= Greater Kapoeta =

Eastern Equatoria State – Greater Kapoeta to the east

Districts of East Equatoria: 3: Shokodom (Budi)
4: Kapoeta

Greater Kapoeta is the name given to the eastern half of the erstwhile Eastern Equatoria State in South Sudan, at one time an administrative region with headquarters in the town of Kapoeta.
Greater Kapoeta was divided between Kapoeta County and Budi County, named after the Buya and Didinga (BU-DI) people. Kapoeta County was later split into Kapoeta North, South and East counties.

==People==

The region is home to the three pastoralist communities of Buya, Diding'a and Toposa people, who have a history of feuding and cattle raiding.
In an attempt to eliminate further conflict, a peace conference was held in September 2009 in the Lauro payam in Budi County. The meeting was organized by the Southern Sudan Peace Commission, chaired by Brigadier General Louis Lobong Lojore. Demarcation of traditional boundaries between the communities was seen as an essential step, to be undertaken by the government.
The communities also agreed to revive joint peace centres such as Miji, Ngauro, Kamulach, Kaliba, Namorunyang, Nawoyapak and Lochorkanyatom.

==Economy==

The region has poor communications.

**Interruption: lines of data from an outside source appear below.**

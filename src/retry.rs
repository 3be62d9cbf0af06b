// SPDX-License-Identifier: MIT
// Copyright 2026 Roland Dreier <roland@rolandd.dev>

//! Retry engine for outbound API calls.
//!
//! Wraps a single HTTP operation in bounded retries:
//! - Transport failures and retryable 5xx statuses back off and retry
//! - 429 sleeps for the server-provided `Retry-After` (without consuming
//!   exponential backoff)
//! - Other client errors fail immediately
//!
//! Each attempt is classified into an explicit [`Attempt`] outcome and the
//! loop pattern-matches on it, so the classification rules live in one
//! place instead of being scattered over error-handling branches.

use crate::error::AppError;
use std::future::Future;
use std::time::Duration;

/// Status codes retried by default (rate limit + transient server errors).
pub const DEFAULT_RETRYABLE_STATUS: [u16; 5] = [429, 500, 502, 503, 504];

/// Sleep applied to a 429 response that carries no `Retry-After` header.
const DEFAULT_RETRY_AFTER_SECS: u64 = 60;

/// Retry behavior for one call site.
///
/// Token refresh and activity fetch carry distinct policies; token
/// failures are rarer and retried less than transient fetch failures.
#[derive(Debug, Clone)]
pub struct RetryPolicy {
    /// Total number of call attempts (including the first). Must be >= 1.
    pub max_attempts: u32,
    /// Delay before the first retry.
    pub base_backoff: Duration,
    /// Double the delay on every subsequent retry when true.
    pub exponential: bool,
    /// Status codes eligible for retry (only honored for >= 500).
    pub retryable_status: Vec<u16>,
}

impl Default for RetryPolicy {
    fn default() -> Self {
        Self {
            max_attempts: 3,
            base_backoff: Duration::from_secs(1),
            exponential: true,
            retryable_status: DEFAULT_RETRYABLE_STATUS.to_vec(),
        }
    }
}

impl RetryPolicy {
    /// Policy with the default exponential backoff and retryable set.
    pub fn new(max_attempts: u32, base_backoff: Duration) -> Self {
        Self {
            max_attempts,
            base_backoff,
            ..Self::default()
        }
    }

    /// Delay before the retry following the failed attempt `attempt`
    /// (0-based), i.e. `base * 2^attempt` when exponential, else flat.
    fn backoff_delay(&self, attempt: u32) -> Duration {
        if self.exponential {
            self.base_backoff.saturating_mul(2u32.saturating_pow(attempt))
        } else {
            self.base_backoff
        }
    }
}

/// Outcome of one call attempt, as seen by the retry loop.
enum Attempt {
    Success(reqwest::Response),
    /// 429; sleep for `retry_after` and retry without backoff growth.
    RateLimited { retry_after: Duration },
    Retryable(AppError),
    Terminal(AppError),
}

/// Classify a single call result.
///
/// Reads the response body on failure so the resulting error carries it;
/// the last such error is what callers see after exhaustion.
async fn classify(
    result: std::result::Result<reqwest::Response, reqwest::Error>,
    policy: &RetryPolicy,
) -> Attempt {
    let response = match result {
        Ok(response) => response,
        // Transport-level failure (connection refused, timeout): no status
        // to inspect, always worth retrying.
        Err(e) => return Attempt::Retryable(AppError::Http(e)),
    };

    if response.status().is_success() {
        return Attempt::Success(response);
    }

    let status = response.status().as_u16();

    if status == 429 {
        let retry_after = response
            .headers()
            .get(reqwest::header::RETRY_AFTER)
            .and_then(|v| v.to_str().ok())
            .and_then(|v| v.parse::<u64>().ok())
            .unwrap_or(DEFAULT_RETRY_AFTER_SECS);
        return Attempt::RateLimited {
            retry_after: Duration::from_secs(retry_after),
        };
    }

    let body = response.text().await.unwrap_or_default();
    let err = AppError::Api { status, body };

    if status >= 500 && policy.retryable_status.contains(&status) {
        Attempt::Retryable(err)
    } else {
        Attempt::Terminal(err)
    }
}

/// Run `op` under the retry rules of `policy` and return the successful
/// response, or the most recent underlying failure once attempts are
/// exhausted.
///
/// `op` must build a fresh request on every invocation. Retries are
/// invisible to the caller except as latency; a rate limit that survives
/// the final attempt surfaces as [`AppError::RateLimitExceeded`] carrying
/// the server's retry-after hint.
pub async fn execute<F, Fut>(op: F, policy: &RetryPolicy) -> Result<reqwest::Response, AppError>
where
    F: Fn() -> Fut,
    Fut: Future<Output = std::result::Result<reqwest::Response, reqwest::Error>>,
{
    let mut last_failure: Option<AppError> = None;

    for attempt in 0..policy.max_attempts {
        match classify(op().await, policy).await {
            Attempt::Success(response) => return Ok(response),
            Attempt::Terminal(err) => return Err(err),
            Attempt::RateLimited { retry_after } => {
                if attempt + 1 == policy.max_attempts {
                    return Err(AppError::RateLimitExceeded {
                        retry_after: retry_after.as_secs(),
                    });
                }
                tracing::warn!(
                    attempt = attempt + 1,
                    max_attempts = policy.max_attempts,
                    delay_secs = retry_after.as_secs(),
                    "Rate limited, honoring Retry-After"
                );
                tokio::time::sleep(retry_after).await;
            }
            Attempt::Retryable(err) => {
                if attempt + 1 < policy.max_attempts {
                    let delay = policy.backoff_delay(attempt);
                    tracing::warn!(
                        attempt = attempt + 1,
                        max_attempts = policy.max_attempts,
                        delay_ms = delay.as_millis() as u64,
                        error = %err,
                        "Request failed, retrying"
                    );
                    last_failure = Some(err);
                    tokio::time::sleep(delay).await;
                } else {
                    last_failure = Some(err);
                }
            }
        }
    }

    tracing::error!(
        attempts = policy.max_attempts,
        "All retry attempts failed"
    );
    match last_failure {
        Some(err) => Err(err),
        None => Err(AppError::Internal(anyhow::anyhow!(
            "retry policy allowed no attempts"
        ))),
    }
}

#[cfg(test)]
mod tests {
    use super::*;
    use std::sync::atomic::{AtomicU32, Ordering};
    use tokio::time::Instant;

    fn response(status: u16, body: &str) -> reqwest::Response {
        reqwest::Response::from(
            axum::http::Response::builder()
                .status(status)
                .body(body.to_string())
                .expect("valid response"),
        )
    }

    fn rate_limited(retry_after: Option<&str>) -> reqwest::Response {
        let mut builder = axum::http::Response::builder().status(429);
        if let Some(value) = retry_after {
            builder = builder.header("Retry-After", value);
        }
        reqwest::Response::from(builder.body(String::new()).expect("valid response"))
    }

    fn policy(max_attempts: u32, base_ms: u64, exponential: bool) -> RetryPolicy {
        RetryPolicy {
            max_attempts,
            base_backoff: Duration::from_millis(base_ms),
            exponential,
            retryable_status: DEFAULT_RETRYABLE_STATUS.to_vec(),
        }
    }

    #[tokio::test]
    async fn success_returns_immediately() {
        let calls = AtomicU32::new(0);
        let result = execute(
            || {
                calls.fetch_add(1, Ordering::SeqCst);
                async { Ok(response(200, "ok")) }
            },
            &policy(3, 10, true),
        )
        .await;

        assert!(result.is_ok());
        assert_eq!(calls.load(Ordering::SeqCst), 1);
    }

    #[tokio::test(start_paused = true)]
    async fn exponential_backoff_doubles_each_retry() {
        let calls = AtomicU32::new(0);
        let start = Instant::now();

        let result = execute(
            || {
                calls.fetch_add(1, Ordering::SeqCst);
                async { Ok(response(500, "boom")) }
            },
            &policy(3, 100, true),
        )
        .await;

        // Retry delays: 100ms, then 200ms; none after the final attempt.
        assert_eq!(start.elapsed(), Duration::from_millis(300));
        assert_eq!(calls.load(Ordering::SeqCst), 3);
        assert!(matches!(result, Err(AppError::Api { status: 500, .. })));
    }

    #[tokio::test(start_paused = true)]
    async fn flat_backoff_stays_constant() {
        let calls = AtomicU32::new(0);
        let start = Instant::now();

        let _ = execute(
            || {
                calls.fetch_add(1, Ordering::SeqCst);
                async { Ok(response(503, "unavailable")) }
            },
            &policy(3, 100, false),
        )
        .await;

        assert_eq!(start.elapsed(), Duration::from_millis(200));
        assert_eq!(calls.load(Ordering::SeqCst), 3);
    }

    #[tokio::test(start_paused = true)]
    async fn client_errors_fail_without_retry() {
        for status in [400, 401, 403, 404] {
            let calls = AtomicU32::new(0);
            let start = Instant::now();

            let result = execute(
                || {
                    calls.fetch_add(1, Ordering::SeqCst);
                    async move { Ok(response(status, "client error")) }
                },
                &policy(3, 100, true),
            )
            .await;

            assert_eq!(start.elapsed(), Duration::ZERO, "no sleep for {status}");
            assert_eq!(calls.load(Ordering::SeqCst), 1, "one attempt for {status}");
            match result {
                Err(AppError::Api { status: got, .. }) => assert_eq!(got, status),
                other => panic!("unexpected result for {status}: {other:?}"),
            }
        }
    }

    #[tokio::test(start_paused = true)]
    async fn unlisted_server_error_is_terminal() {
        let calls = AtomicU32::new(0);

        let result = execute(
            || {
                calls.fetch_add(1, Ordering::SeqCst);
                async { Ok(response(501, "not implemented")) }
            },
            &policy(3, 100, true),
        )
        .await;

        assert_eq!(calls.load(Ordering::SeqCst), 1);
        assert!(matches!(result, Err(AppError::Api { status: 501, .. })));
    }

    #[tokio::test(start_paused = true)]
    async fn rate_limit_sleeps_for_retry_after() {
        let calls = AtomicU32::new(0);
        let start = Instant::now();

        let result = execute(
            || {
                let attempt = calls.fetch_add(1, Ordering::SeqCst);
                async move {
                    if attempt == 0 {
                        Ok(rate_limited(Some("7")))
                    } else {
                        Ok(response(200, "ok"))
                    }
                }
            },
            &policy(2, 100, true),
        )
        .await;

        assert!(result.is_ok());
        assert_eq!(start.elapsed(), Duration::from_secs(7));
        assert_eq!(calls.load(Ordering::SeqCst), 2);
    }

    #[tokio::test(start_paused = true)]
    async fn rate_limit_without_header_waits_sixty_seconds() {
        let calls = AtomicU32::new(0);
        let start = Instant::now();

        let result = execute(
            || {
                let attempt = calls.fetch_add(1, Ordering::SeqCst);
                async move {
                    if attempt == 0 {
                        Ok(rate_limited(None))
                    } else {
                        Ok(response(200, "ok"))
                    }
                }
            },
            &policy(2, 100, true),
        )
        .await;

        assert!(result.is_ok());
        assert_eq!(start.elapsed(), Duration::from_secs(60));
        assert_eq!(calls.load(Ordering::SeqCst), 2);
    }

    #[tokio::test(start_paused = true)]
    async fn rate_limit_on_final_attempt_reports_hint() {
        let calls = AtomicU32::new(0);
        let start = Instant::now();

        let result = execute(
            || {
                calls.fetch_add(1, Ordering::SeqCst);
                async { Ok(rate_limited(Some("30"))) }
            },
            &policy(1, 100, true),
        )
        .await;

        assert_eq!(start.elapsed(), Duration::ZERO);
        assert_eq!(calls.load(Ordering::SeqCst), 1);
        assert!(matches!(
            result,
            Err(AppError::RateLimitExceeded { retry_after: 30 })
        ));
    }

    #[tokio::test(start_paused = true)]
    async fn exhaustion_raises_last_failure() {
        let calls = AtomicU32::new(0);

        let result = execute(
            || {
                let attempt = calls.fetch_add(1, Ordering::SeqCst);
                async move {
                    // Vary the body so the surfaced error is provably the
                    // one from the final attempt.
                    Ok(response(502, &format!("failure {attempt}")))
                }
            },
            &policy(4, 10, true),
        )
        .await;

        assert_eq!(calls.load(Ordering::SeqCst), 4);
        match result {
            Err(AppError::Api { status: 502, body }) => assert_eq!(body, "failure 3"),
            other => panic!("unexpected result: {other:?}"),
        }
    }

    #[tokio::test(start_paused = true)]
    async fn recovers_after_transient_server_errors() {
        let calls = AtomicU32::new(0);

        let result = execute(
            || {
                let attempt = calls.fetch_add(1, Ordering::SeqCst);
                async move {
                    if attempt < 2 {
                        Ok(response(500, "boom"))
                    } else {
                        Ok(response(200, "ok"))
                    }
                }
            },
            &policy(3, 10, true),
        )
        .await;

        assert!(result.is_ok());
        assert_eq!(calls.load(Ordering::SeqCst), 3);
    }
}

A herder in a location such as Mogos in the semi-arid Kapeota East may have to walk for three days to the nearest market in Kapoeta town to sell his cattle, with no guarantee of getting an acceptable price.
The Greater Kapoeta Cooperative Development Agency was set up in the late 2000s to assist with marketing.
In the run-up to the 2011 referendum on secession of South Sudan from Sudan, staff had difficulty due to the long distances between centers, shortages of food and water, and problems getting people to register since they were busy with the harvest.

Following two years with poor rainfall, an April 2011 report by the Government of South Sudan stated that parts of Greater Kapoeta were in an acute food and livelihood crisis, with some risk of a humanitarian crisis if there was no improvement in the situation.
Insecurity in Greater Kapoeta had made it difficult for herders to access markets for essential supplies, and to sell livestock so they could acquire cereals.
Livestock were also suffering from outbreaks of disease, compounding the problem.